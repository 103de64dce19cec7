//! Notification wording.

use common::{ItemStatus, OrderId};

pub fn order_created(order_id: OrderId) -> String {
    format!("Your order #{order_id} has been created")
}

pub fn new_order_for_product(order_id: OrderId, product_name: &str) -> String {
    format!("New order #{order_id} for product {product_name}")
}

pub fn new_order_for_seller(order_id: OrderId, item_count: usize) -> String {
    let noun = if item_count == 1 { "item" } else { "items" };
    format!("New order #{order_id} with {item_count} of your {noun}")
}

pub fn status_changed(order_id: OrderId, product_name: &str, status: ItemStatus) -> String {
    format!("Your item {product_name} in order #{order_id} is now {status}")
}

pub fn cancelled_by_buyer(order_id: OrderId, product_name: &str, reason: &str) -> String {
    format!("The buyer cancelled {product_name} in order #{order_id}: {reason}")
}

pub fn cancelled_by_seller(order_id: OrderId, product_name: &str, reason: &str) -> String {
    format!("The seller cancelled {product_name} in order #{order_id}: {reason}")
}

::::

● Directions
After counting the lines above that include the word "noun", give only the number.

● Response to this exercise
2